*TASK TO CARRY OUT*: Your answer is the lines below, exactly, from the one that contains "follow, pin, delete...)." through the one that contains "remove list member.", both included.

*DATA LISTING*:
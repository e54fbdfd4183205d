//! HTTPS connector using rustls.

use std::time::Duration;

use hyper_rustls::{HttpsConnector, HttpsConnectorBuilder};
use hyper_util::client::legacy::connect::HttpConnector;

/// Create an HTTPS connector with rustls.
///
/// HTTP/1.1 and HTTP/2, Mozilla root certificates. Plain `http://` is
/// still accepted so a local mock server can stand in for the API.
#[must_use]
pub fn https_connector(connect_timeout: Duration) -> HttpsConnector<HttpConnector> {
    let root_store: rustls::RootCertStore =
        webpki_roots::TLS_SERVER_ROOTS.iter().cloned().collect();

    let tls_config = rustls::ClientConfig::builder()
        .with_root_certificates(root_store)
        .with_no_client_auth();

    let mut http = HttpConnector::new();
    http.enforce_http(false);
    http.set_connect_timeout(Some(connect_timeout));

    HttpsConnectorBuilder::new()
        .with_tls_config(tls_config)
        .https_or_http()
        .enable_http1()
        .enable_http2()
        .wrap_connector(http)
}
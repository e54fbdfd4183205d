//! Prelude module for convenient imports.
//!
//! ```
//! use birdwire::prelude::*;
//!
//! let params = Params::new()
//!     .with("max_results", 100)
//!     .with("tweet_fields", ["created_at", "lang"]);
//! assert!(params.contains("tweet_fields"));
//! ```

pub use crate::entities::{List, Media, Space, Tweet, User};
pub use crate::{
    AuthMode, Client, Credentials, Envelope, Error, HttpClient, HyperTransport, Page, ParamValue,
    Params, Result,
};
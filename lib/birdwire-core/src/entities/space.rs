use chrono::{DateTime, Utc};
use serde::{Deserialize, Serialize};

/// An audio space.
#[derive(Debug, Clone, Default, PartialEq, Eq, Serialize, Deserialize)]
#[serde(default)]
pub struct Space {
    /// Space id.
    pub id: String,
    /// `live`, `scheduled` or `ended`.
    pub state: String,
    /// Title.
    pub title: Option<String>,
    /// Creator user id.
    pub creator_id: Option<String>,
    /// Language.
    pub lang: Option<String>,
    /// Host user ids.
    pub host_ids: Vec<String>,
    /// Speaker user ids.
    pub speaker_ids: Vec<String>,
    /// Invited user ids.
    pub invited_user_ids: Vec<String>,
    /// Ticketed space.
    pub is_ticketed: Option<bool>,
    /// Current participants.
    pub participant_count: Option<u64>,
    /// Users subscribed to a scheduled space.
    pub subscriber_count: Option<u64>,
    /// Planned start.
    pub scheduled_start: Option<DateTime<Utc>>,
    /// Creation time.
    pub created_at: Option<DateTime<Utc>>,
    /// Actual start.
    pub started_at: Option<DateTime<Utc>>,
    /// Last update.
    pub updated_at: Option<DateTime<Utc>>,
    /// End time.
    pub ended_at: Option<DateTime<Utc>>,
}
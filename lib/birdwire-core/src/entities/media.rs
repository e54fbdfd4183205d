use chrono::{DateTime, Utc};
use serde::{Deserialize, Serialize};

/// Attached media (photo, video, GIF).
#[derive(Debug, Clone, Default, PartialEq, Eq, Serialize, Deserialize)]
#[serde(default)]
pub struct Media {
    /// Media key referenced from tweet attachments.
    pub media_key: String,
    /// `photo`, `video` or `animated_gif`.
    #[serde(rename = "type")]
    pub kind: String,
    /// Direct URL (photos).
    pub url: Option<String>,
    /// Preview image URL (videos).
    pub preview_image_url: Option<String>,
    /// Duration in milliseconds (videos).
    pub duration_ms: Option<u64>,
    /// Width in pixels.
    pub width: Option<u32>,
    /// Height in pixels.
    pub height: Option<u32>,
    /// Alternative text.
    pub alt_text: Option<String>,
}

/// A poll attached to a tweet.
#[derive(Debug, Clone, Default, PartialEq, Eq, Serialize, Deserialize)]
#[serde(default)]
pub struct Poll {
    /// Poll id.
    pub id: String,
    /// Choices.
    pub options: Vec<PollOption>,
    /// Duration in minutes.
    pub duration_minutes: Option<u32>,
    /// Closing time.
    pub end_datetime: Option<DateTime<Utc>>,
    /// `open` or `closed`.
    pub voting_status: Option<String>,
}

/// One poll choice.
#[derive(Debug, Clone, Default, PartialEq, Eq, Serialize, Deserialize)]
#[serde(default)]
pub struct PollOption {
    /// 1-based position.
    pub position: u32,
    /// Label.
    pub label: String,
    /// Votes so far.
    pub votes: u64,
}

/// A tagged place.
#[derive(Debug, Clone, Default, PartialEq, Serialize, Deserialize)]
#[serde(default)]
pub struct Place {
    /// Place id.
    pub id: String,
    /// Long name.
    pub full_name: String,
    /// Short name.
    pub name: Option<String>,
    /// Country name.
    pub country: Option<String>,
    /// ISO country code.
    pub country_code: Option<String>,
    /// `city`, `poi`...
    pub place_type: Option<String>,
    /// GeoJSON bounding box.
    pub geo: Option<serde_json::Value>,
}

...

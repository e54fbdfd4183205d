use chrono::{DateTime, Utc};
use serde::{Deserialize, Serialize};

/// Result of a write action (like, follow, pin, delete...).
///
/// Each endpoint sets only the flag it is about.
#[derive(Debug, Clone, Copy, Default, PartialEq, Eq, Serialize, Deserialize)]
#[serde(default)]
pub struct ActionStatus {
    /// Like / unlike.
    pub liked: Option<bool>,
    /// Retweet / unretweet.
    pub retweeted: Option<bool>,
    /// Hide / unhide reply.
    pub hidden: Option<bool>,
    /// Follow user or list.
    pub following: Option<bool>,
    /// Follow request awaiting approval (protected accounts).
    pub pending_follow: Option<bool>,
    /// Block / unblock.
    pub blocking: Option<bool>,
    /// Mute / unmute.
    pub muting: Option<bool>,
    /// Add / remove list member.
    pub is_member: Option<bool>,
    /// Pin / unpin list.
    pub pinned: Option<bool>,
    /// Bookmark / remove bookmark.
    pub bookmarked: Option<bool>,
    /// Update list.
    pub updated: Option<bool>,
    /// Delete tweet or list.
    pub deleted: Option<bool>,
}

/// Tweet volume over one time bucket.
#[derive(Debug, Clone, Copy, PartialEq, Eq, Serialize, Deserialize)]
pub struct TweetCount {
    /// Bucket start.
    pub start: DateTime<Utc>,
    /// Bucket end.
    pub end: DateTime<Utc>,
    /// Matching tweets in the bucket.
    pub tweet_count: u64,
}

*ANSWER SPACE*:
/// Result of a write action (like, follow, pin, delete...).
///
/// Each endpoint sets only the flag it is about.
#[derive(Debug, Clone, Copy, Default, PartialEq, Eq, Serialize, Deserialize)]
#[serde(default)]
pub struct ActionStatus {
    /// Like / unlike.
    pub liked: Option<bool>,
    /// Retweet / unretweet.
    pub retweeted: Option<bool>,
    /// Hide / unhide reply.
    pub hidden: Option<bool>,
    /// Follow user or list.
    pub following: Option<bool>,
    /// Follow request awaiting approval (protected accounts).
    pub pending_follow: Option<bool>,
    /// Block / unblock.
    pub blocking: Option<bool>,
    /// Mute / unmute.
    pub muting: Option<bool>,
    /// Add / remove list member.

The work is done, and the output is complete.